If we can collect enough data on the population, illnesses could be curbed. Presently, though powerful, supercomputers are not up to the job that will be required of them in the future. Enter quantum computers and their partner, Machine Learning
The ability to collect data quickly and easily in the global health industry can save lives when we’re talking about those at risk. Big data will inevitably play a vital part in achieving this. Datasets in pharmaceutical research can, if conducted properly, ameliorate countless people’s health issues and give us a vast amount of information we can use to stop the spread of diseases.
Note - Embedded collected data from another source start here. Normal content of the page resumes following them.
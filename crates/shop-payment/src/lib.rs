//! # Shop Payment
//!
//! 결제 대행사 연동.
//!
//! 결제 금액으로 payment intent를 생성하고, 프론트엔드가 결제를 완료하는 데
//! 필요한 client secret을 반환합니다. 결제 대행사의 내부 동작은 다루지 않습니다.
//!
//! 지원 대행사:
//! - Stripe (`/v1/payment_intents`)

pub mod stripe;
pub mod types;

pub use stripe::*;
pub use types::*;
//! 모든 핸들러에서 공유되는 애플리케이션 상태.
//!
//! AppState는 Arc로 래핑되어 여러 요청 간에 공유됩니다.
//! 문서 저장소 핸들은 전역 싱글톤이 아니라 생성 시 주입됩니다.

use std::sync::Arc;

use axum::extract::FromRef;
use shop_data::{OrderRepository, ProductRepository, ReviewRepository, SharedStore, UserRepository};
use shop_payment::PaymentProcessor;

use crate::auth::TokenKeys;

/// 애플리케이션 공유 상태.
#[derive(Clone)]
pub struct AppState {
    /// 문서 저장소 (PostgreSQL 또는 인메모리)
    pub store: SharedStore,

    /// 상품 컬렉션
    pub products: ProductRepository,

    /// 주문 컬렉션
    pub orders: OrderRepository,

    /// 리뷰 컬렉션
    pub reviews: ReviewRepository,

    /// 사용자 프로필 컬렉션
    pub users: UserRepository,

    /// 세션 토큰 발급/검증 키
    pub token_keys: TokenKeys,

    /// 결제 대행사 (시크릿 키 미설정 시 None)
    pub payment: Option<Arc<dyn PaymentProcessor>>,

    /// 서버 시작 시간 (업타임 계산용)
    pub started_at: chrono::DateTime<chrono::Utc>,

    /// API 버전
    pub version: String,
}

impl AppState {
    /// 새로운 AppState 생성.
    pub fn new(store: SharedStore, token_keys: TokenKeys) -> Self {
        Self {
            products: ProductRepository::new(store.clone()),
            orders: OrderRepository::new(store.clone()),
            reviews: ReviewRepository::new(store.clone()),
            users: UserRepository::new(store.clone()),
            store,
            token_keys,
            payment: None,
            started_at: chrono::Utc::now(),
            version: env!("CARGO_PKG_VERSION").to_string(),
        }
    }

    /// 결제 대행사 설정.
    pub fn with_payment(mut self, processor: Arc<dyn PaymentProcessor>) -> Self {
        self.payment = Some(processor);
        self
    }

    /// 결제 대행사 설정 여부 확인.
    pub fn has_payment(&self) -> bool {
        self.payment.is_some()
    }

    /// 서버 업타임(초).
    pub fn uptime_secs(&self) -> i64 {
        (chrono::Utc::now() - self.started_at).num_seconds()
    }

    /// 문서 저장소 상태 확인.
    pub async fn is_store_healthy(&self) -> bool {
        self.store.ping().await.is_ok()
    }
}

impl FromRef<Arc<AppState>> for TokenKeys {
    fn from_ref(state: &Arc<AppState>) -> Self {
        state.token_keys.clone()
    }
}

/// 테스트용 토큰 시크릿.
#[cfg(any(test, feature = "test-utils"))]
pub const TEST_TOKEN_SECRET: &str = "test-secret-key-for-jwt-testing-minimum-32-chars";

/// 테스트용 AppState 생성.
///
/// 인메모리 문서 저장소와 10시간 유효 토큰 키를 사용합니다.
#[cfg(any(test, feature = "test-utils"))]
pub fn create_test_state() -> AppState {
    use secrecy::SecretString;
    use shop_data::MemoryDocumentStore;

    let keys = TokenKeys::new(
        &SecretString::new(TEST_TOKEN_SECRET.into()),
        chrono::Duration::hours(10),
    );
    AppState::new(Arc::new(MemoryDocumentStore::new()), keys)
}
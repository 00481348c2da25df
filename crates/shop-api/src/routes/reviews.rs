//! 리뷰 endpoint.

use std::sync::Arc;

use axum::{extract::State, routing::get, Json, Router};
use shop_core::{Document, InsertResult};
use tracing::info;

use crate::error::{db_error, ApiErrorResponse, ApiResult};
use crate::state::AppState;

/// 리뷰 목록.
///
/// GET /review
#[utoipa::path(
    get,
    path = "/review",
    tag = "reviews",
    responses(
        (status = 200, description = "리뷰 목록", body = Vec<Object>),
        (status = 500, description = "저장소 오류", body = ApiErrorResponse)
    )
)]
pub async fn list_reviews(State(state): State<Arc<AppState>>) -> ApiResult<Json<Vec<Document>>> {
    let reviews = state.reviews.list().await.map_err(db_error)?;
    Ok(Json(reviews))
}

/// 리뷰 등록.
///
/// POST /review
#[utoipa::path(
    post,
    path = "/review",
    tag = "reviews",
    request_body = Object,
    responses(
        (status = 200, description = "등록 결과", body = InsertResult)
    )
)]
pub async fn create_review(
    State(state): State<Arc<AppState>>,
    Json(review): Json<Document>,
) -> ApiResult<Json<InsertResult>> {
    let result = state.reviews.create(review).await.map_err(db_error)?;
    info!(id = %result.inserted_id, "Review added");
    Ok(Json(result))
}

/// 리뷰 라우터 생성.
pub fn reviews_router() -> Router<Arc<AppState>> {
    Router::new().route("/review", get(list_reviews).post(create_review))
}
These data sets can be exploited to predict patients whose chances of being readmitted to hospital are high after initial treatment, as well as being able to make a prognosis on the best approach concerning the treatment once they have been readmitted to hospital. This predictive intelligence could save millions of lives and state treasuries a fortune.
A win-win all round.
Currently, the supercomputers at hand for the task are limited to how much they can cope with.
An amalgamation of artificial intelligence (AI), machine learning (ML) and quantum computing (QC), on the other hand, could potentially handle all this much better.
The case seems to be then, whoever can find fast, cost-effective ways of utilizing proprietary QML and ML algorithms, harness that power into an augmented intelligence system that can collect, sort and diffuse the data into meaningful insight, will have a valid business model for the 21st century.
One startup, Toronto-based Netramark Corp, thinks it has a solution to the patient dataset problem.
‘EXPLAINABLE COGNITIVE TECHNOLOGY: CLASSICAL AND QUANTUM ML FOR COMPLEX DATA’
— Netramark Corp
The brains behind it all, CEO and co-founder Dr. Joseph Geraci, a Canadian mathematician, medical scientist and quantum machine learning specialist, believes Netramark Corp has ‘created a system that has proven itself to be great at cracking open disease and explaining what is going on within each subtype that it discovers’.
Founded in 2015, Netramark Corp has solutions for pharmaceutical companies that have problems with clinical trials by utilizing tools like its Netraplay, a ‘data microscope’, NetraAI, a ‘quick learning tool on smaller datasets’ and Deep Crush, an ML tool that can make sense of any variable inputted into the system, no matter what the complexity of the dataset. These are complemented by the Agile ML tool.
‘AI IS WHAT IS AVAILABLE…AND THE IMPACT IT WILL HAVE ON OUR HEALTH CARE IS MASSIVE.’
— Dr. Joseph Geraci
By Geraci’s side is his COO Richard Brooks. By day a serial entrepreneur and business lawyer, he has been involved in the startup scene in Canada for over two decades. His acumen will, like Geraci’s, be valuable moving the startup into new areas of development.
The abilities inherent in QML and ML could anticipate outbreaks while, at the same time, forecast its behaviour. Once patterns are established, the data could then be systemized and collated universally and made accessible to hospitals/medical institutions globally via consensus, establishing a rapid-response force to future pandemics.
‘WE CAN TRAIN A MACHINE TO BE ABLE TO MAKE PREDICTIONS ABOUT AN OBJECT WHICH, IN TURN, GIVES US HUMANS THE POWER TO FORECAST THE FUTURE.’
— Dr. Joseph Geraci
This scenario, however outlandish it appears, could save innumerable lives and give us a good night’s sleep.
Netramark Corp’s finger is on the pulse of the latest pharmaceutical and biotech developments. I’m sure we will be hearing more from this Canadian startup soon.